The Pygmy is a British breed of dwarf goat. It is small, compact and generally stockily built. It was established in the 1980s by fusion of the various miniature goat populations of the United Kingdom into a single breed. These were of two principal types: a stocky achondroplastic type derived from the West African Dwarf group of breeds of West Africa; and a small but well-proportioned type derived from the Southern Sudan goat.

History 

From the nineteenth century small goats from Africa were brought to the United Kingdom to be exhibited in zoos. Some of these came into the hands of private breeders, who kept and bred them as companion animals. Among these there were two principal types: a broad, short-legged, compact and solid achondroplastic type, often blue roan in colour, derived from the West African Dwarf group of breeds of West Africa; and a small but well-proportioned type derived from the Southern Sudan goat. Regardless of their actual origins, the former was known as the "Cameroon" and the latter as the "Nigerian".

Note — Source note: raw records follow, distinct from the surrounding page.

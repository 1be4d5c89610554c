//! BIP-32 derivation paths.
//!
//! Grammar: `m` or `M`, followed by one or more `/`-separated components.
//! Each component is a non-negative decimal integer below 2^31, optionally
//! suffixed with `'` (or `h` / `H`) to mark it hardened. Anything else is
//! rejected before any derivation work begins.

use alloc::string::ToString;
use alloc::vec::Vec;
use core::fmt;
use core::str::FromStr;

use crate::error::{Error, Result};

/// Maximum number of components a path may carry.
pub const MAX_DEPTH: usize = 255;

/// A child index in a derivation path.
///
/// Hardened indices are >= 2^31 in raw form.
#[derive(Clone, Copy, Debug, PartialEq, Eq, PartialOrd, Ord, Hash)]
pub enum ChildIndex {
    /// Normal (non-hardened) index: 0 to 2^31 - 1
    Normal(u32),
    /// Hardened index: displayed as n', stored as n
    Hardened(u32),
}

impl ChildIndex {
    /// The offset for hardened indices (2^31).
    pub const HARDENED_OFFSET: u32 = 0x8000_0000;

    /// Create a normal (non-hardened) child index.
    pub fn normal(index: u32) -> Result<Self> {
        if index >= Self::HARDENED_OFFSET {
            Err(Error::InvalidPath(index.to_string()))
        } else {
            Ok(Self::Normal(index))
        }
    }

    /// Create a hardened child index.
    pub fn hardened(index: u32) -> Result<Self> {
        if index >= Self::HARDENED_OFFSET {
            Err(Error::InvalidPath(alloc::format!("{index}'")))
        } else {
            Ok(Self::Hardened(index))
        }
    }

    /// Check if this is a hardened index.
    pub const fn is_hardened(&self) -> bool {
        matches!(self, Self::Hardened(_))
    }

    /// Get the raw index value (without hardened flag).
    pub const fn index(&self) -> u32 {
        match self {
            Self::Normal(i) | Self::Hardened(i) => *i,
        }
    }

    /// Whether the inner value fits below the hardened offset.
    ///
    /// The variants are public, so `Hardened(2^31)` can be built by hand; such
    /// an index would alias `Hardened(0)` once the offset is applied.
    pub const fn is_in_range(&self) -> bool {
        self.index() < Self::HARDENED_OFFSET
    }

    /// Convert to the raw u32 value used in BIP-32 derivation.
    ///
    /// For hardened indices, this includes the hardened offset (2^31).
    pub const fn to_u32(&self) -> u32 {
        match self {
            Self::Normal(i) => *i,
            Self::Hardened(i) => *i | Self::HARDENED_OFFSET,
        }
    }
}

impl From<u32> for ChildIndex {
    fn from(value: u32) -> Self {
        if value >= Self::HARDENED_OFFSET {
            Self::Hardened(value & !Self::HARDENED_OFFSET)
        } else {
            Self::Normal(value)
        }
    }
}

impl From<ChildIndex> for u32 {
    fn from(index: ChildIndex) -> Self {
        index.to_u32()
    }
}

impl fmt::Display for ChildIndex {
    fn fmt(&self, f: &mut fmt::Formatter<'_>) -> fmt::Result {
        match self {
            Self::Normal(i) => write!(f, "{}", i),
            Self::Hardened(i) => write!(f, "{}'", i),
        }
    }
}

impl FromStr for ChildIndex {
    type Err = Error;

    fn from_str(s: &str) -> Result<Self> {
        let invalid = || Error::InvalidPath(s.to_string());

        let (digits, hardened) = match s.strip_suffix(['\'', 'h', 'H']) {
            Some(digits) => (digits, true),
            None => (s, false),
        };

        // `u32::from_str` would also take a leading '+'
        if digits.is_empty() || !digits.bytes().all(|b| b.is_ascii_digit()) {
            return Err(invalid());
        }
        let index: u32 = digits.parse().map_err(|_| invalid())?;

        if hardened {
            Self::hardened(index).map_err(|_| invalid())
        } else {
            Self::normal(index).map_err(|_| invalid())
        }
    }
}

/// A BIP-32 derivation path.
///
/// Represents paths like "m/44'/195'/0'/0/0" as a sequence of child indices.
#[derive(Clone, Debug, PartialEq, Eq, Hash, Default)]
pub struct DerivationPath {
    indices: Vec<ChildIndex>,
}

impl DerivationPath {
    /// Create an empty derivation path (master key).
    pub fn master() -> Self {
        Self {
            indices: Vec::new(),
        }
    }

    /// Create a derivation path from a vector of child indices.
    ///
    /// # Errors
    ///
    /// Returns [`Error::InvalidPath`] if the path is deeper than [`MAX_DEPTH`]
    /// or any index carries an inner value of 2^31 or more.
    pub fn new(indices: Vec<ChildIndex>) -> Result<Self> {
        if indices.len() > MAX_DEPTH {
            return Err(Error::InvalidPath(alloc::format!(
                "depth {} exceeds {MAX_DEPTH}",
                indices.len()
            )));
        }
        if let Some(index) = indices.iter().find(|index| !index.is_in_range()) {
            return Err(Error::InvalidPath(index.to_string()));
        }
        Ok(Self { indices })
    }

    /// Parse a derivation path from a string.
    ///
    /// Accepts `m/44'/195'/0'/0/0`, `M/44'/195'/0'/0/0` and `m/44h/195h/0h/0/0`.
    /// At least one component is required; use [`DerivationPath::master`] for
    /// the master key itself.
    ///
    /// # Errors
    ///
    /// Returns [`Error::InvalidPath`] carrying the whole input on any
    /// malformed or missing component.
    pub fn parse(path: &str) -> Result<Self> {
        let mut components = path.split('/');

        match components.next() {
            Some("m" | "M") => {}
            _ => return Err(Error::InvalidPath(path.to_string())),
        }
        if path.len() == 1 {
            return Err(Error::InvalidPath(path.to_string()));
        }

        let indices = components
            .map(|component| {
                component
                    .parse::<ChildIndex>()
                    .map_err(|_| Error::InvalidPath(path.to_string()))
            })
            .collect::<Result<Vec<_>>>()?;

        Self::new(indices)
    }

    /// Get the child indices in this path.
    pub fn indices(&self) -> &[ChildIndex] {
        &self.indices
    }

    /// Iterate over the child indices.
    pub fn iter(&self) -> core::slice::Iter<'_, ChildIndex> {
        self.indices.iter()
    }

    /// Get the number of levels in this path.
    pub fn depth(&self) -> usize {
        self.indices.len()
    }

    /// Check if this path is empty (master key).
    pub fn is_master(&self) -> bool {
        self.indices.is_empty()
    }

    /// Append a child index to the path.
    pub fn child(&self, index: ChildIndex) -> Result<Self> {
        let mut indices = self.indices.clone();
        indices.push(index);
        Self::new(indices)
    }

    /// Create BIP-44 path: m/44'/coin_type'/account'/change/address_index
    pub fn bip44(coin_type: u32, account: u32, change: u32, address_index: u32) -> Result<Self> {
        Self::new(alloc::vec![
            ChildIndex::hardened(44)?,
            ChildIndex::hardened(coin_type)?,
            ChildIndex::hardened(account)?,
            ChildIndex::normal(change)?,
            ChildIndex::normal(address_index)?,
        ])
    }
}

impl fmt::Display for DerivationPath {
    fn fmt(&self, f: &mut fmt::Formatter<'_>) -> fmt::Result {
        write!(f, "m")?;
        for index in &self.indices {
            write!(f, "/{}", index)?;
        }
        Ok(())
    }
}

impl FromStr for DerivationPath {
    type Err = Error;

    fn from_str(s: &str) -> Result<Self> {
        Self::parse(s)
    }
}

impl<'a> IntoIterator for &'a DerivationPath {
    type Item = &'a ChildIndex;
    type IntoIter = core::slice::Iter<'a, ChildIndex>;

    fn into_iter(self) -> Self::IntoIter {
        self.indices.iter()
    }
}

#[cfg(test)]
mod tests {
    use super::*;

    #[test]
    fn test_child_index_normal() {
        let index = ChildIndex::normal(0).unwrap();
        assert!(!index.is_hardened());
        assert_eq!(index.index(), 0);
        assert_eq!(index.to_u32(), 0);
        assert_eq!(index.to_string(), "0");
    }

    #[test]
    fn test_child_index_hardened() {
        let index = ChildIndex::hardened(44).unwrap();
        assert!(index.is_hardened());
        assert_eq!(index.index(), 44);
        assert_eq!(index.to_u32(), 44 | 0x80000000);
        assert_eq!(index.to_string(), "44'");
    }

    #[test]
    fn test_child_index_out_of_range() {
        assert!(ChildIndex::normal(0x8000_0000).is_err());
        assert!(ChildIndex::hardened(0x8000_0000).is_err());
        assert!("2147483648".parse::<ChildIndex>().is_err());
        assert!("2147483648'".parse::<ChildIndex>().is_err());
        assert_eq!(
            "2147483647'".parse::<ChildIndex>().unwrap().to_u32(),
            u32::MAX
        );
    }

    #[test]
    fn test_child_index_from_u32() {
        assert_eq!(ChildIndex::from(44), ChildIndex::Normal(44));
        assert_eq!(ChildIndex::from(0x80000000), ChildIndex::Hardened(0));
        assert_eq!(ChildIndex::from(0x80000000 + 195), ChildIndex::Hardened(195));
    }

    #[test]
    fn test_child_index_parse() {
        assert_eq!("0".parse::<ChildIndex>().unwrap(), ChildIndex::Normal(0));
        assert_eq!("195'".parse::<ChildIndex>().unwrap(), ChildIndex::Hardened(195));
        assert_eq!("44h".parse::<ChildIndex>().unwrap(), ChildIndex::Hardened(44));
        assert_eq!("44H".parse::<ChildIndex>().unwrap(), ChildIndex::Hardened(44));
    }

    #[test]
    fn test_child_index_rejects_malformed() {
        for bad in ["", "'", "+1", "-1", " 1", "1 ", "1''", "0x10", "a"] {
            assert!(bad.parse::<ChildIndex>().is_err(), "accepted {bad:?}");
        }
    }

    #[test]
    fn test_derivation_path_parse() {
        let path: DerivationPath = "m/44'/195'/0'/0/0".parse().unwrap();
        assert_eq!(path.depth(), 5);
        assert_eq!(path.indices()[0], ChildIndex::Hardened(44));
        assert_eq!(path.indices()[1], ChildIndex::Hardened(195));
        assert_eq!(path.indices()[2], ChildIndex::Hardened(0));
        assert_eq!(path.indices()[3], ChildIndex::Normal(0));
        assert_eq!(path.indices()[4], ChildIndex::Normal(0));
    }

    #[test]
    fn test_derivation_path_upper_m() {
        let path: DerivationPath = "M/44'/195'/0'/0'".parse().unwrap();
        assert_eq!(path.to_string(), "m/44'/195'/0'/0'");
    }

    #[test]
    fn test_derivation_path_master() {
        let path = DerivationPath::master();
        assert!(path.is_master());
        assert_eq!(path.to_string(), "m");
    }

    #[test]
    fn test_derivation_path_requires_component() {
        for s in ["m", "M"] {
            assert!(matches!(
                DerivationPath::parse(s),
                Err(Error::InvalidPath(p)) if p == s
            ));
        }
    }

    #[test]
    fn test_derivation_path_rejects_out_of_range_variants() {
        for index in [
            ChildIndex::Hardened(0x8000_0000),
            ChildIndex::Normal(0x8000_0000),
            ChildIndex::Hardened(u32::MAX),
        ] {
            assert!(!index.is_in_range());
            assert!(matches!(
                DerivationPath::new(alloc::vec![ChildIndex::Hardened(44), index]),
                Err(Error::InvalidPath(_))
            ));
            assert!(DerivationPath::master().child(index).is_err());
        }
        assert!(ChildIndex::Hardened(0x7fff_ffff).is_in_range());
    }

    #[test]
    fn test_derivation_path_rejects_malformed() {
        for bad in [
            "",
            "44'/195'/0'",
            "m/",
            "m//0",
            "m/0/",
            "/m/0",
            "x/0",
            "m/44'/195'/0'/a",
            "m/44''",
            " m/0",
            "m/-1",
        ] {
            match DerivationPath::parse(bad) {
                Err(Error::InvalidPath(p)) => assert_eq!(p, bad),
                other => panic!("{bad:?} gave {other:?}"),
            }
        }
    }

    #[test]
    fn test_derivation_path_max_depth() {
        let deep = alloc::format!("m{}", "/0".repeat(MAX_DEPTH));
        assert_eq!(DerivationPath::parse(&deep).unwrap().depth(), MAX_DEPTH);

        let too_deep = alloc::format!("m{}", "/0".repeat(MAX_DEPTH + 1));
        assert!(DerivationPath::parse(&too_deep).is_err());
    }

    #[test]
    fn test_derivation_path_display_roundtrip() {
        let path: DerivationPath = "m/44h/195h/3h/1/7".parse().unwrap();
        assert_eq!(path.to_string(), "m/44'/195'/3'/1/7");
    }

    #[test]
    fn test_bip44_tron() {
        let path = DerivationPath::bip44(195, 0, 0, 0).unwrap();
        assert_eq!(path.to_string(), "m/44'/195'/0'/0/0");
    }

    #[test]
    fn test_child() {
        let path = DerivationPath::master()
            .child(ChildIndex::Hardened(44))
            .unwrap();
        assert_eq!(path.to_string(), "m/44'");
    }
}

In 1982 the varying types were merged into a single breed. A breed society – the Pygmy Goat Club – was formed, and a herd-book started. The breed society is not among those approved by the Department for Environment, Food and Rural Affairs to operate a herd-book.

In 2018 a population of 2316 head was reported to the DAD-IS breed database of the Food and Agriculture Organization of the United Nations. In 2019 the conservation status of the Pygmy was listed there as "at risk"; it was not on the goat watchlist of the Rare Breeds Survival Trust.

Use 

The Pygmy is reared for show or as a companion animal.